Toote v. Canada Dry Bottling Co.

*252Order, Supreme Court, Bronx County (Stanley Green, J.), entered December 9, 2002, which, in an action for personal injuries sustained by plaintiff customer in a fall on defendant-appellant supermarket’s premises, insofar as appealed from, denied the supermarket’s motion for summary judgment dismissing the complaint as against it, unanimously affirmed, without costs.
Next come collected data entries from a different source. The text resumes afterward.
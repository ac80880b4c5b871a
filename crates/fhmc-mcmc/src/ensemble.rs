//! Thermodynamics from a converged macrostate distribution.
//!
//! An [`Ensemble`] keeps the sampled `ln_macro_prob` untouched and derives a
//! reweighted copy for a shifted conjugate variable (`beta * mu` when the
//! macrostate is the particle number). Phase averages split the distribution
//! at its interior minimum, if it has one.

use log::debug;
use serde::{Deserialize, Serialize};

use fhmc_core::{ErrorInfo, McError};

use crate::config::{CriteriaConfig, RunConfig};
use crate::criteria::Criteria;
use crate::ln_prob::LnProbability;
use crate::macrostate::Histogram;

/// Half-width of the neighbourhood a phase-boundary minimum must dominate.
pub const DEFAULT_NUM_SMOOTH: usize = 10;

/// Reweightable macrostate distribution.
#[derive(Debug, Clone, PartialEq, Serialize, Deserialize)]
pub struct Ensemble {
    histogram: Histogram,
    ln_prob_original: LnProbability,
    ln_prob: LnProbability,
    delta_conjugate: f64,
    num_smooth: usize,
}

impl Ensemble {
    /// Wraps `ln_prob` sampled over `histogram`.
    pub fn new(histogram: Histogram, ln_prob: LnProbability) -> Result<Self, McError> {
        if histogram.num_bins() != ln_prob.len() {
            return Err(McError::Config(
                ErrorInfo::new("ensemble-bins", "histogram and ln_prob disagree on the bin count")
                    .with_context("histogram", histogram.num_bins())
                    .with_context("ln_prob", ln_prob.len()),
            ));
        }
        Ok(Self {
            histogram,
            ln_prob: ln_prob.clone(),
            ln_prob_original: ln_prob,
            delta_conjugate: 0.0,
            num_smooth: DEFAULT_NUM_SMOOTH,
        })
    }

    /// Current estimate of a flat-histogram criteria.
    pub fn from_criteria(criteria: &Criteria) -> Result<Self, McError> {
        match (criteria.macrostate(), criteria.ln_macro_prob()) {
            (Some(macrostate), Some(ln_prob)) => {
                Self::new(macrostate.histogram().clone(), ln_prob.clone())
            }
            _ => Err(McError::config(
                "ensemble-metropolis",
                "a Metropolis criteria has no macrostate distribution",
            )),
        }
    }

    /// Spliced estimate of a run, binned as `config` describes.
    pub fn from_run(config: &RunConfig, ln_prob: &LnProbability) -> Result<Self, McError> {
        match &config.criteria {
            CriteriaConfig::FlatHistogram { macrostate, .. } => {
                Self::new(macrostate.histogram()?, ln_prob.clone())
            }
            CriteriaConfig::Metropolis => Err(McError::config(
                "ensemble-metropolis",
                "a Metropolis run has no macrostate distribution",
            )),
        }
    }

    /// Sets how many neighbours on each side a phase-boundary minimum must
    /// not exceed.
    pub fn with_num_smooth(mut self, num_smooth: usize) -> Self {
        self.num_smooth = num_smooth;
        self
    }

    /// Macrostate binning.
    pub fn histogram(&self) -> &Histogram {
        &self.histogram
    }

    /// Distribution as sampled.
    pub fn ln_prob_original(&self) -> &LnProbability {
        &self.ln_prob_original
    }

    /// Distribution after the last reweight.
    pub fn ln_prob(&self) -> &LnProbability {
        &self.ln_prob
    }

    /// Conjugate shift of the last reweight.
    pub fn delta_conjugate(&self) -> f64 {
        self.delta_conjugate
    }

    /// Reweights the sampled distribution by `exp(delta_conjugate * m)` for
    /// every bin centre `m`, then normalizes.
    pub fn reweight(&mut self, delta_conjugate: f64) -> &LnProbability {
        self.delta_conjugate = delta_conjugate;
        self.ln_prob = self.ln_prob_original.clone();
        for bin in 0..self.ln_prob.len() {
            self.ln_prob
                .add(bin, self.histogram.center_of_bin(bin) * delta_conjugate);
        }
        self.ln_prob.normalize();
        &self.ln_prob
    }

    /// Inclusive bin range of `phase`: 0 is below the interior minimum and
    /// 1 above it. Without a minimum every phase spans the whole histogram.
    pub fn phase_boundary(&self, phase: usize) -> Result<(usize, usize), McError> {
        let last = self.ln_prob.len() - 1;
        let minima = self.ln_prob.minima(self.num_smooth);
        match (minima.as_slice(), phase) {
            ([], _) => Ok((0, last)),
            ([boundary], 0) => Ok((0, *boundary)),
            ([boundary], 1) => Ok((*boundary, last)),
            ([_], _) => Err(McError::Config(
                ErrorInfo::new("ensemble-phase", "only phases 0 and 1 are defined")
                    .with_context("phase", phase),
            )),
            (many, _) => Err(McError::Consistency(
                ErrorInfo::new("ensemble-minima", "more than one interior minimum")
                    .with_context("minima", format!("{many:?}"))
                    .with_context("num_smooth", self.num_smooth)
                    .with_hint("raise num_smooth or reweight closer to coexistence"),
            )),
        }
    }

    /// True when the distribution has an interior minimum.
    pub fn is_phase_boundary(&self) -> Result<bool, McError> {
        let (min, max) = self.phase_boundary(0)?;
        Ok(!(min == 0 && max == self.ln_prob.len() - 1))
    }

    /// Probability-weighted average of per-bin `values` over `phase`.
    pub fn average(&self, values: &[f64], phase: usize) -> Result<f64, McError> {
        if values.len() != self.ln_prob.len() {
            return Err(McError::Config(
                ErrorInfo::new("ensemble-bins", "per-bin values disagree on the bin count")
                    .with_context("values", values.len())
                    .with_context("ln_prob", self.ln_prob.len()),
            ));
        }
        let (min, max) = self.phase_boundary(phase)?;
        let weighted: f64 = (min..=max)
            .map(|bin| values[bin] * self.ln_prob.value(bin).exp())
            .sum();
        Ok(weighted / self.ln_prob.sum_probability(min, max))
    }

    /// Average macrostate over `phase`.
    pub fn average_macrostate(&self, phase: usize) -> Result<f64, McError> {
        let centers: Vec<f64> = (0..self.histogram.num_bins())
            .map(|bin| self.histogram.center_of_bin(bin))
            .collect();
        self.average(&centers, phase)
    }
}

/// Grand-canonical view: the macrostate is the particle number and the
/// conjugate is `beta * mu`.
#[derive(Debug, Clone, PartialEq, Serialize, Deserialize)]
pub struct GrandCanonical {
    ensemble: Ensemble,
    beta_mu: f64,
}

impl GrandCanonical {
    /// `ensemble` sampled at `beta_mu`. Bin 0 must hold zero particles.
    pub fn new(ensemble: Ensemble, beta_mu: f64) -> Result<Self, McError> {
        let empty = ensemble.histogram().center_of_bin(0);
        if empty.abs() > 1e-12 {
            return Err(McError::Config(
                ErrorInfo::new("ensemble-empty-bin", "first macrostate must be zero particles")
                    .with_context("first_center", empty),
            ));
        }
        Ok(Self { ensemble, beta_mu })
    }

    /// Chemical potential times beta the distribution was sampled at.
    pub fn original_beta_mu(&self) -> f64 {
        self.beta_mu
    }

    /// Chemical potential times beta of the current reweight.
    pub fn beta_mu(&self) -> f64 {
        self.beta_mu + self.ensemble.delta_conjugate()
    }

    /// Reweights to an absolute `beta_mu`.
    pub fn reweight_to(&mut self, beta_mu: f64) -> &LnProbability {
        debug!("reweighting from beta_mu {} to {}", self.beta_mu, beta_mu);
        self.ensemble.reweight(beta_mu - self.beta_mu)
    }

    /// `beta * P * V` of `phase`, from the probability of the empty state.
    pub fn beta_pv(&self, phase: usize) -> Result<f64, McError> {
        let (min, max) = self.ensemble.phase_boundary(phase)?;
        let ln_prob = self.ensemble.ln_prob();
        Ok(-ln_prob.value(0) + ln_prob.sum_probability(min, max).ln())
    }

    /// Underlying ensemble.
    pub fn ensemble(&self) -> &Ensemble {
        &self.ensemble
    }
}
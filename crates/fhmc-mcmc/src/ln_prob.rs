use serde::{Deserialize, Serialize};

/// Natural log of the macrostate probability distribution, one value per bin.
#[derive(Debug, Clone, PartialEq, Serialize, Deserialize)]
pub struct LnProbability {
    values: Vec<f64>,
}

impl LnProbability {
    /// Flat (all zero) estimate over `num_bins` bins.
    pub fn uniform(num_bins: usize) -> Self {
        Self {
            values: vec![0.0; num_bins],
        }
    }

    /// Wraps explicit per-bin values.
    pub fn from_values(values: Vec<f64>) -> Self {
        Self { values }
    }

    /// Number of bins.
    pub fn len(&self) -> usize {
        self.values.len()
    }

    /// True when there are no bins.
    pub fn is_empty(&self) -> bool {
        self.values.is_empty()
    }

    /// Value of a single bin.
    pub fn value(&self, bin: usize) -> f64 {
        self.values[bin]
    }

    /// All values.
    pub fn values(&self) -> &[f64] {
        &self.values
    }

    /// Overwrites a single bin.
    pub fn set(&mut self, bin: usize, value: f64) {
        self.values[bin] = value;
    }

    /// Adds `delta` to a single bin.
    pub fn add(&mut self, bin: usize, delta: f64) {
        self.values[bin] += delta;
    }

    /// `sum(exp(values))` over `[min, max]`.
    pub fn sum_probability(&self, min: usize, max: usize) -> f64 {
        self.values[min..=max].iter().map(|v| v.exp()).sum()
    }

    /// Interior local minima. A bin is a minimum when no bin within
    /// `num_smooth` of it on either side is lower; the first and last bins
    /// never count.
    pub fn minima(&self, num_smooth: usize) -> Vec<usize> {
        let len = self.values.len();
        (1..len.saturating_sub(1))
            .filter(|&bin| {
                let lower = bin.saturating_sub(num_smooth);
                let upper = (bin + num_smooth).min(len - 1);
                self.values[lower..=upper]
                    .iter()
                    .all(|&other| other >= self.values[bin])
            })
            .collect()
    }

    /// Shifts every bin so that `sum(exp(values)) == 1`.
    pub fn normalize(&mut self) {
        let max = self
            .values
            .iter()
            .copied()
            .fold(f64::NEG_INFINITY, f64::max);
        if !max.is_finite() {
            return;
        }
        let sum: f64 = self.values.iter().map(|v| (v - max).exp()).sum();
        let shift = max + sum.ln();
        for value in &mut self.values {
            *value -= shift;
        }
    }
}
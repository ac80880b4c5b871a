use fhmc_core::{McError, RngHandle};
use fhmc_mcmc::criteria::NEAR_INFINITY;
use fhmc_mcmc::splice::{splice, Piece};
use fhmc_mcmc::{
    Bias, BiasConfig, CollectionMatrix, LnProbability, TransitionMatrixConfig, WangLandauConfig,
};
use proptest::prelude::*;

fn wang_landau(values: Vec<f64>) -> Bias {
    let mut bias =
        Bias::from_config(&BiasConfig::WangLandau(WangLandauConfig::default()), values.len())
            .unwrap();
    bias.set_ln_macro_prob(LnProbability::from_values(values));
    bias
}

fn transition_matrix(num_bins: usize, range: (usize, usize), seed: u64) -> Bias {
    let config = BiasConfig::TransitionMatrix(TransitionMatrixConfig::default());
    let mut bias = Bias::from_config(&config, num_bins).unwrap();
    let mut rng = RngHandle::from_seed(seed);
    let (lo, hi) = range;
    let mut bin = lo;
    for _ in 0..2_000 {
        let new = if rng.uniform() < 0.5 { bin + 1 } else { bin.saturating_sub(1) };
        let ln_prob = -2.0 * rng.uniform();
        if new < lo || new > hi {
            bias.update(bin, bin, -NEAR_INFINITY, false).unwrap();
            continue;
        }
        let accepted = rng.uniform() < ln_prob.exp();
        bias.update(bin, new, ln_prob, accepted).unwrap();
        if accepted {
            bin = new;
        }
    }
    bias
}

#[test]
fn transition_matrix_splice_is_idempotent() {
    let lower = transition_matrix(8, (0, 4), 1);
    let upper = transition_matrix(8, (3, 7), 2);
    let pieces = [
        Piece { bias: &lower, soft_min: 0, soft_max: 4 },
        Piece { bias: &upper, soft_min: 3, soft_max: 7 },
    ];
    let first = splice(&pieces).unwrap();
    let second = splice(&pieces).unwrap();
    assert_eq!(first, second);

    let mut total = CollectionMatrix::new(8);
    total.add(lower.collection().unwrap()).unwrap();
    total.add(upper.collection().unwrap()).unwrap();
    let mut expected = LnProbability::uniform(8);
    total.solve(&mut expected);
    assert_eq!(first, expected);
}

#[test]
fn mixed_estimators_fall_back_to_alignment() {
    let lower = wang_landau(vec![0.0, 1.0, 2.0, 3.0, 0.0, 0.0]);
    let upper = transition_matrix(6, (2, 5), 3);
    let spliced = splice(&[
        Piece { bias: &lower, soft_min: 0, soft_max: 3 },
        Piece { bias: &upper, soft_min: 2, soft_max: 5 },
    ])
    .unwrap();
    let values = spliced.values();
    assert!((values[1] - values[0] - 1.0).abs() < 1e-12);
    let total: f64 = values.iter().map(|v| v.exp()).sum();
    assert!((total - 1.0).abs() < 1e-10);
}

#[test]
fn histogram_size_mismatch_is_reported() {
    let lower = wang_landau(vec![0.0; 4]);
    let upper = wang_landau(vec![0.0; 5]);
    let err = splice(&[
        Piece { bias: &lower, soft_min: 0, soft_max: 2 },
        Piece { bias: &upper, soft_min: 2, soft_max: 4 },
    ])
    .unwrap_err();
    assert!(matches!(err, McError::Consistency(_)));
    assert_eq!(err.info().code, "splice-bins");
}

#[test]
fn nothing_to_splice_is_an_error() {
    let err = splice(&[]).unwrap_err();
    assert_eq!(err.info().code, "splice-empty");
}

proptest! {
    #![proptest_config(ProptestConfig::with_cases(48))]

    #[test]
    fn aligned_windows_recover_the_shape(
        shape in proptest::collection::vec(-5.0f64..5.0, 12..30),
        offsets in proptest::collection::vec(-50.0f64..50.0, 3),
        overlap in 1usize..4,
    ) {
        let num_bins = shape.len();
        let third = num_bins / 3;
        let ranges = [
            (0, third),
            (third + 1 - overlap, 2 * third),
            (2 * third + 1 - overlap, num_bins - 1),
        ];
        let biases: Vec<Bias> = ranges
            .iter()
            .zip(&offsets)
            .map(|(&(lo, hi), offset)| {
                let mut values = vec![0.0; num_bins];
                for bin in lo..=hi {
                    values[bin] = shape[bin] + offset;
                }
                wang_landau(values)
            })
            .collect();
        let pieces: Vec<Piece> = biases
            .iter()
            .zip(&ranges)
            .map(|(bias, &(soft_min, soft_max))| Piece { bias, soft_min, soft_max })
            .collect();
        let spliced = splice(&pieces).unwrap();
        for bin in 1..num_bins {
            let found = spliced.value(bin) - spliced.value(bin - 1);
            let expected = shape[bin] - shape[bin - 1];
            prop_assert!((found - expected).abs() < 1e-9, "bin {}: {} vs {}", bin, found, expected);
        }
    }
}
Plaintiff alleges that she tripped over cases of soda that were stacked on the floor of defendant-appellant’s supermarket. It appears that at the time of the accident, the supermarket’s shelves, in accordance with usual practice, were being “packed out” with soda by an employee of either defendant-respondent bottling company or defendant soda distributor. The supermarket moved for summary judgment, contending that it did not create the alleged dangerous condition and that plaintiff’s deposition testimony, to the effect that she walked to the soda aisle immediately after entering the store and did not see any soda on the floor before falling, shows that she cannot establish how long the soda had been on the floor before she fell. The motion court correctly held that such testimony does not establish, prima facie, the supermarket’s lack of prior actual or constructive notice of the soda on the floor (see Straus v New Wah Fung Corp., 269 AD2d 140 [2000]), or that it may not be held liable for an independent contractor’s negligence on the basis of the supermarket’s nondelegable duty to keep the public areas of its premises reasonably safe (see Backiel v Citibank, N.A., 299 AD2d 504, 507 [2002]; Atkinson v Golub Corp. Co., 278 AD2d 905, 906 [2000]). Concur—Lerner, J.P, Friedman, Marlow and Gonzalez, JJ.